Filter the entries and keep only the lines where the string "AppJson" appears.

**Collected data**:
*-*-*

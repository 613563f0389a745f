//! Ledger routes: transactions, categories, budgets and the dashboard.

use axum::extract::State;
use axum::http::StatusCode;
use axum::Json;
use clinic_core::db;
use clinic_core::models::{
    Budget, BudgetStatus, BudgetUpdate, Category, CategoryOption, CategoryUpdate, Dashboard,
    Direction, NewBudget, NewCategory, NewTransaction, Summary, Transaction, TransactionFilter,
};
use serde::Deserialize;

use super::{today, MonthQuery, PeriodQuery};
use crate::error::ApiError;
use crate::extract::{AppJson, AppPath, AppQuery, CurrentDoctor};
use crate::AppState;

/// `?from=&to=&type=&category=`
#[derive(Debug, Default, Deserialize)]
pub struct TransactionQuery {
    #[serde(flatten)]
    pub period: PeriodQuery,
    #[serde(default, rename = "type")]
    pub direction: Option<Direction>,
    #[serde(default)]
    pub category: Option<String>,
}

#[derive(Debug, Default, Deserialize)]
pub struct KindQuery {
    #[serde(default, rename = "type")]
    pub direction: Option<Direction>,
}

/// `?category=&year=&month=`; flattening [`MonthQuery`] would lose the
/// numeric fields.
#[derive(Debug, Deserialize)]
pub struct BudgetCheckQuery {
    pub category: String,
    #[serde(default)]
    pub year: Option<i32>,
    #[serde(default)]
    pub month: Option<u32>,
}

/// `GET /api/dashboard`
pub async fn dashboard(
    State(state): State<AppState>,
    doctor: CurrentDoctor,
) -> Result<Json<Dashboard>, ApiError> {
    let dashboard = state
        .run(move |core| core.dashboard(doctor.id, db::now()))
        .await?;
    Ok(Json(dashboard))
}

/// `GET /api/transactions`
pub async fn list_transactions(
    State(state): State<AppState>,
    doctor: CurrentDoctor,
    AppQuery(query): AppQuery<TransactionQuery>,
) -> Result<Json<Vec<Transaction>>, ApiError> {
    let filter = TransactionFilter {
        period: query.period.resolve_optional(today())?,
        direction: query.direction,
        category: query
            .category
            .map(|c| c.trim().to_string())
            .filter(|c| !c.is_empty()),
    };
    let transactions = state
        .run(move |core| core.list_transactions(doctor.id, &filter))
        .await?;
    Ok(Json(transactions))
}

/// `POST /api/transactions`
pub async fn record_transaction(
    State(state): State<AppState>,
    doctor: CurrentDoctor,
    AppJson(input): AppJson<NewTransaction>,
) -> Result<(StatusCode, Json<Transaction>), ApiError> {
    let transaction = state
        .run(move |core| core.record_transaction(doctor.id, &input))
        .await?;
    Ok((StatusCode::CREATED, Json(transaction)))
}

/// `GET /api/transactions/:id`
pub async fn get_transaction(
    State(state): State<AppState>,
    doctor: CurrentDoctor,
    AppPath(transaction_id): AppPath<i64>,
) -> Result<Json<Transaction>, ApiError> {
    let transaction = state
        .run(move |core| core.get_transaction(doctor.id, transaction_id))
        .await?;
    Ok(Json(transaction))
}

/// `PUT /api/transactions/:id`
pub async fn update_transaction(
    State(state): State<AppState>,
    doctor: CurrentDoctor,
    AppPath(transaction_id): AppPath<i64>,
    AppJson(input): AppJson<NewTransaction>,
) -> Result<Json<Transaction>, ApiError> {
    let transaction = state
        .run(move |core| core.update_transaction(doctor.id, transaction_id, &input))
        .await?;
    Ok(Json(transaction))
}

/// `DELETE /api/transactions/:id`
pub async fn delete_transaction(
    State(state): State<AppState>,
    doctor: CurrentDoctor,
    AppPath(transaction_id): AppPath<i64>,
) -> Result<StatusCode, ApiError> {
    state
        .run(move |core| core.delete_transaction(doctor.id, transaction_id))
        .await?;
    Ok(StatusCode::NO_CONTENT)
}

/// `GET /api/finance/summary?from=&to=`
pub async fn summary(
    State(state): State<AppState>,
    doctor: CurrentDoctor,
    AppQuery(query): AppQuery<PeriodQuery>,
) -> Result<Json<Summary>, ApiError> {
    let period = query.resolve(today())?;
    let summary = state
        .run(move |core| core.summarize(doctor.id, &period))
        .await?;
    Ok(Json(summary))
}

/// `GET /api/categories?type=`: picker entries, defaults first.
pub async fn list_categories(
    State(state): State<AppState>,
    doctor: CurrentDoctor,
    AppQuery(query): AppQuery<KindQuery>,
) -> Result<Json<Vec<CategoryOption>>, ApiError> {
    let options = state
        .run(move |core| core.list_categories(doctor.id, query.direction))
        .await?;
    Ok(Json(options))
}

/// `GET /api/categories/custom?type=`: including inactive ones.
pub async fn list_custom_categories(
    State(state): State<AppState>,
    doctor: CurrentDoctor,
    AppQuery(query): AppQuery<KindQuery>,
) -> Result<Json<Vec<Category>>, ApiError> {
    let categories = state
        .run(move |core| core.list_custom_categories(doctor.id, query.direction))
        .await?;
    Ok(Json(categories))
}

/// `POST /api/categories`
pub async fn create_category(
    State(state): State<AppState>,
    doctor: CurrentDoctor,
    AppJson(input): AppJson<NewCategory>,
) -> Result<(StatusCode, Json<Category>), ApiError> {
    let category = state
        .run(move |core| core.create_category(doctor.id, &input))
        .await?;
    Ok((StatusCode::CREATED, Json(category)))
}

/// `PUT /api/categories/:id`
pub async fn update_category(
    State(state): State<AppState>,
    doctor: CurrentDoctor,
    AppPath(category_id): AppPath<i64>,
    AppJson(update): AppJson<CategoryUpdate>,
) -> Result<Json<Category>, ApiError> {
    let category = state
        .run(move |core| core.update_category(doctor.id, category_id, &update))
        .await?;
    Ok(Json(category))
}

/// `POST /api/categories/:id/toggle`
pub async fn toggle_category(
    State(state): State<AppState>,
    doctor: CurrentDoctor,
    AppPath(category_id): AppPath<i64>,
) -> Result<Json<Category>, ApiError> {
    let category = state
        .run(move |core| core.toggle_category(doctor.id, category_id))
        .await?;
    Ok(Json(category))
}

/// `DELETE /api/categories/:id`
pub async fn delete_category(
    State(state): State<AppState>,
    doctor: CurrentDoctor,
    AppPath(category_id): AppPath<i64>,
) -> Result<StatusCode, ApiError> {
    state
        .run(move |core| core.delete_category(doctor.id, category_id))
        .await?;
    Ok(StatusCode::NO_CONTENT)
}

/// `GET /api/budgets?year=&month=`
pub async fn list_budgets(
    State(state): State<AppState>,
    doctor: CurrentDoctor,
    AppQuery(query): AppQuery<MonthQuery>,
) -> Result<Json<Vec<Budget>>, ApiError> {
    let month = query.resolve_optional(today())?;
    let budgets = state
        .run(move |core| core.list_budgets(doctor.id, month))
        .await?;
    Ok(Json(budgets))
}

/// `POST /api/budgets`
pub async fn create_budget(
    State(state): State<AppState>,
    doctor: CurrentDoctor,
    AppJson(input): AppJson<NewBudget>,
) -> Result<(StatusCode, Json<Budget>), ApiError> {
    let budget = state
        .run(move |core| core.create_budget(doctor.id, &input))
        .await?;
    Ok((StatusCode::CREATED, Json(budget)))
}

/// `PUT /api/budgets/:id`
pub async fn update_budget(
    State(state): State<AppState>,
    doctor: CurrentDoctor,
    AppPath(budget_id): AppPath<i64>,
    AppJson(update): AppJson<BudgetUpdate>,
) -> Result<Json<Budget>, ApiError> {
    let budget = state
        .run(move |core| core.update_budget(doctor.id, budget_id, &update))
        .await?;
    Ok(Json(budget))
}

/// `POST /api/budgets/:id/toggle`
pub async fn toggle_budget(
    State(state): State<AppState>,
    doctor: CurrentDoctor,
    AppPath(budget_id): AppPath<i64>,
) -> Result<Json<Budget>, ApiError> {
    let budget = state
        .run(move |core| core.toggle_budget(doctor.id, budget_id))
        .await?;
    Ok(Json(budget))
}

/// `DELETE /api/budgets/:id`
pub async fn delete_budget(
    State(state): State<AppState>,
    doctor: CurrentDoctor,
    AppPath(budget_id): AppPath<i64>,
) -> Result<StatusCode, ApiError> {
    state
        .run(move |core| core.delete_budget(doctor.id, budget_id))
        .await?;
    Ok(StatusCode::NO_CONTENT)
}

/// `GET /api/budgets/check?category=&year=&month=`
pub async fn check_budget(
    State(state): State<AppState>,
    doctor: CurrentDoctor,
    AppQuery(query): AppQuery<BudgetCheckQuery>,
) -> Result<Json<BudgetStatus>, ApiError> {
    let month = MonthQuery {
        year: query.year,
        month: query.month,
    }
    .resolve(today())?;
    let status = state
        .run(move |core| core.check_budget(doctor.id, &query.category, month))
        .await?;
    Ok(Json(status))
}

/// `GET /api/budgets/overview?year=&month=`
pub async fn budget_overview(
    State(state): State<AppState>,
    doctor: CurrentDoctor,
    AppQuery(query): AppQuery<MonthQuery>,
) -> Result<Json<Vec<BudgetStatus>>, ApiError> {
    let month = query.resolve(today())?;
    let overview = state
        .run(move |core| core.budget_overview(doctor.id, month))
        .await?;
    Ok(Json(overview))
}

*-*-*

**The answer**:
use crate::extract::{AppJson, AppPath, AppQuery, CurrentDoctor};
    AppJson(input): AppJson<NewTransaction>,
    AppJson(input): AppJson<NewTransaction>,
    AppJson(input): AppJson<NewCategory>,
    AppJson(update): AppJson<CategoryUpdate>,
    AppJson(input): AppJson<NewBudget>,
    AppJson(update): AppJson<BudgetUpdate>,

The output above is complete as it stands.